Securities to be registered pursuant to Section 12(b) of the Act:

     Title of each class                    Name of each exchange on which
     to be so registered                    each class is to be registered
     -------------------                    ------------------------------

             None                                         None

Securities to be registered pursuant to Section 12(g) of the Act:

                        Preferred Share Purchase Rights
                        -------------------------------
                               (Title of Class)
<PAGE>

Item 1.  DESCRIPTION OF SECURITIES TO BE REGISTERED
         ------------------------------------------

          On July 5, 1996, pursuant to a Preferred Shares Rights Agreement (the
"Rights Agreement") between Mercury Interactive Corporation (the "Company") and
Wells Fargo Bank National Association, as Rights Agent (the "Rights Agent"), the
Company's Board of Directors declared a dividend of one right (a "Right") to
purchase one one-thousandth share of the Company's Series A Participating
Preferred Stock ("Series A Preferred") for each outstanding share of Common
Stock, $.002 par value ("Common Shares"), of the Company.  The dividend was paid
on July 15, 1996 (the "Record Date") to stockholders of record as of the close
of business on that date.  The Rights Agreement was amended by the Amendment to
the Rights Agreement dated March 31, 1999 (the "1999 Rights Amendment"), which
was approved by the Company's Board of Directors on March 25, 1999 and included
certain amendments to the Rights Agreement to, among other things, increase the
exercise price of the Rights from $35.00 per Right (after adjustment) to $110.00
per Right (after adjustment), amend the trigger of the flip-in feature so that
it is triggered in the event a person or group acquires 15% or more of the
Company's Common Stock from 20%, delete the provisions of the Rights Agreement
that provided that certain actions required the approval of "Continuing
Directors," and provide that once the 15% threshold is crossed, the Rights are
immediately non-redeemable, and that the Distribution Date cannot be delayed.
Certain changes were also made to the provision addressing amendments and
supplements.  As described in the Rights Agreement as amended, each Right
entitled the registered holder to purchase from the Company one one-thousandth
of a share of Series A Preferred at an exercise price of $110.00 (the "Purchase
Price"), subject to adjustment. The Rights issued were registered pursuant to
Section 12(g) of the Securities Exchange Act of 1934 on a Registration Statement
on Form 8-A filed with the Securities and Exchange Commission on July 9, 1996,
as amended by Amendment No. 1 to the Form 8-A filed with the Securities and
Exchange Commission on April 2, 1999.

     On May 16, 2000, the Company's Board of Directors approved an amendment
(the "Amendment") to the Rights Agreement to, increase the exercise price of the
Rights from $110.00 per Right (after adjustment) to $463.00 per Right.  The
Company and ChaseMellon Shareholder Services, LLC (the "Rights Agent"), as
successor to Wells Fargo Bank National Association, entered into the Amendment
No. Two To Rights Agreement (the "2000 Rights Amendment") effective as of May
19, 2000, which reflects the Amendment.

     The following summary of the principal terms of the Rights Agreement, as
amended to date by the 1999 Rights Amendment and the 2000 Rights Amendment, is a
general description only and is subject to the detailed terms and conditions of
the Rights Agreement, as amended by the 1999 Rights Amendment and the 2000
Rights Amendment.  A copy of the 2000 Rights Amendment is attached as Exhibit 1
to this Registration Statement and is incorporated herein by reference.

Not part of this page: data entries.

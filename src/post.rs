use std::fmt;
use std::fmt::Formatter;

use chrono::NaiveDate;

/// Identifier of a record in the remote content database.
#[derive(Debug, Clone, Eq, Hash, PartialEq)]
pub struct RecordId(pub String);

impl fmt::Display for RecordId {
    fn fmt(&self, f: &mut Formatter<'_>) -> fmt::Result {
        write!(f, "{}", self.0)
    }
}

/// Flat, normalized representation of one published entry.
///
/// Everything here is recomputed from the remote source on every fetch.
/// There is no local identity beyond the lifetime of a single render.
#[derive(Debug, Clone, PartialEq)]
pub struct Post {
    pub id: RecordId,
    pub title: String,
    pub slug: String,
    pub cover_image: Option<String>,
    pub description: String,
    pub date: Option<NaiveDate>,
    pub content: String,
    pub author: Option<String>,
    pub tags: Vec<String>,
    pub category: Option<String>,
}

impl fmt::Display for Post {
    fn fmt(&self, f: &mut Formatter<'_>) -> fmt::Result {
        write!(f, "id={}, slug={}, title={}", self.id, self.slug, self.title)
    }
}
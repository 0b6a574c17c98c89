use chrono::NaiveDate;
use serde_json::json;

use crate::post::Post;

/// Canonical URL of a post's detail page.
pub fn canonical_url(base_url: &str, slug: &str) -> String {
    format!("{}/posts/{}", base_url.trim_end_matches('/'), slug)
}

/// Image used for social sharing cards: the post cover when present,
/// otherwise the site-wide fallback image.
pub fn share_image(base_url: &str, cover_image: Option<&str>) -> String {
    match cover_image {
        Some(url) => url.to_string(),
        None => format!(
            "{}/public/opengraph-image.png",
            base_url.trim_end_matches('/')
        ),
    }
}

pub fn published_iso(date: &NaiveDate) -> String {
    format!("{}T00:00:00Z", date.format("%Y-%m-%d"))
}

/// BlogPosting structured data embedded in detail pages for search
/// engines. `datePublished` is present only when the record carries a
/// publication date.
pub fn blog_posting_json_ld(post: &Post, base_url: &str, publisher: &str) -> String {
    let canonical = canonical_url(base_url, &post.slug);
    let mut ld = json!({
        "@context": "https://schema.org",
        "@type": "BlogPosting",
        "headline": post.title,
        "description": post.description,
        "image": share_image(base_url, post.cover_image.as_deref()),
        "author": {
            "@type": "Person",
            "name": post.author.as_deref().unwrap_or("Guest Author"),
        },
        "publisher": {
            "@type": "Organization",
            "name": publisher,
            "logo": {
                "@type": "ImageObject",
                "url": format!("{}/public/logo.png", base_url.trim_end_matches('/')),
            },
        },
        "mainEntityOfPage": {
            "@type": "WebPage",
            "@id": canonical,
        },
    });
    if let Some(ref date) = post.date {
        ld["datePublished"] = json!(published_iso(date));
    }
    ld.to_string()
}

                                      -2-
<PAGE>

Rights Evidenced by Common Share Certificates
- ---------------------------------------------

     The Rights will not be exercisable until the Distribution Date (defined
below).  Certificates for the Rights ("Rights Certificates") will not be sent to
shareholders and the Rights will attach to and trade only together with the
Common Shares.  Accordingly, Common Share certificates outstanding on the Record
Date will evidence the Rights related thereto, and Common Share certificates
issued after the Record Date will contain a notation incorporating the Rights
Agreement by reference.  Until the Distribution Date (or earlier redemption or
expiration of the Rights), the surrender or transfer of any certificates for
Common Shares, outstanding as of the Record Date, even without notation or a
copy of the Summary of Rights being attached thereto, will also constitute the
transfer of the Rights associated with the Common Shares represented by such
certificate.

Distribution Date
- -----------------

     The Rights will separate from the Common Shares, Rights Certificates will
be issued and the Rights will become exercisable upon the earlier of:  (i) 10
days following a public announcement that an Acquiring Person has become such,
or (ii) 10  days (or such later date as may be determined by a majority of the
Board of Directors) following the commencement of, or announcement of an
intention to make, a tender offer or exchange offer the consummation of which
would result in the beneficial ownership by a person of 15% or more of the
outstanding Common Shares.  The earlier of such dates is referred to as the
"Distribution Date."

Issuance of Rights Certificates; Expiration of Rights
- -----------------------------------------------------

     As soon as practicable following the Distribution Date, separate Rights
Certificates will be mailed to holders of record of the Common Shares as of the
close of business on the Distribution Date and such separate Rights Certificates
alone will evidence the Rights from and after the Distribution Date.  All Common
Shares issued prior to the Distribution Date will be issued with Rights.  Common
Shares issued after the Distribution Date may be issued with Rights if such
shares are issued (i) upon the conversion of outstanding convertible debentures
or any other convertible securities issued after adoption of the Rights
Agreement or (ii) pursuant to the exercise of stock options or under employee
benefit plans or arrangements unless such issuance would result in (or create a
risk that) such options, plans or arrangements would not qualify for otherwise
available special tax treatment.  The Rights will expire on the earliest of (i)
July 15, 2006 (the "Final Expiration Date"), (ii) redemption or exchange of the
Rights as described below, or (iii) consummation of an acquisition of the
Company satisfying certain conditions by a person who acquired shares pursuant
to a Permitted Offer as described below.

Initial Exercise of the Rights
- ------------------------------

     Following the Distribution Date, and until one of the further events
described below, holders of the Rights will be entitled to receive, upon
exercise and the payment of $463.00 per Right, one one-

                                      -3-
<PAGE>

thousandth share of the Series A Preferred. In the event that the Company does
not have sufficient Series A Preferred available for all Rights to be exercised,
or the Board decides that such action is necessary and not contrary to the
interests of Rights holders, the Company may instead substitute cash, assets or
other securities for the Series A Preferred for which the Rights would have been
exercisable under this provision or as described below.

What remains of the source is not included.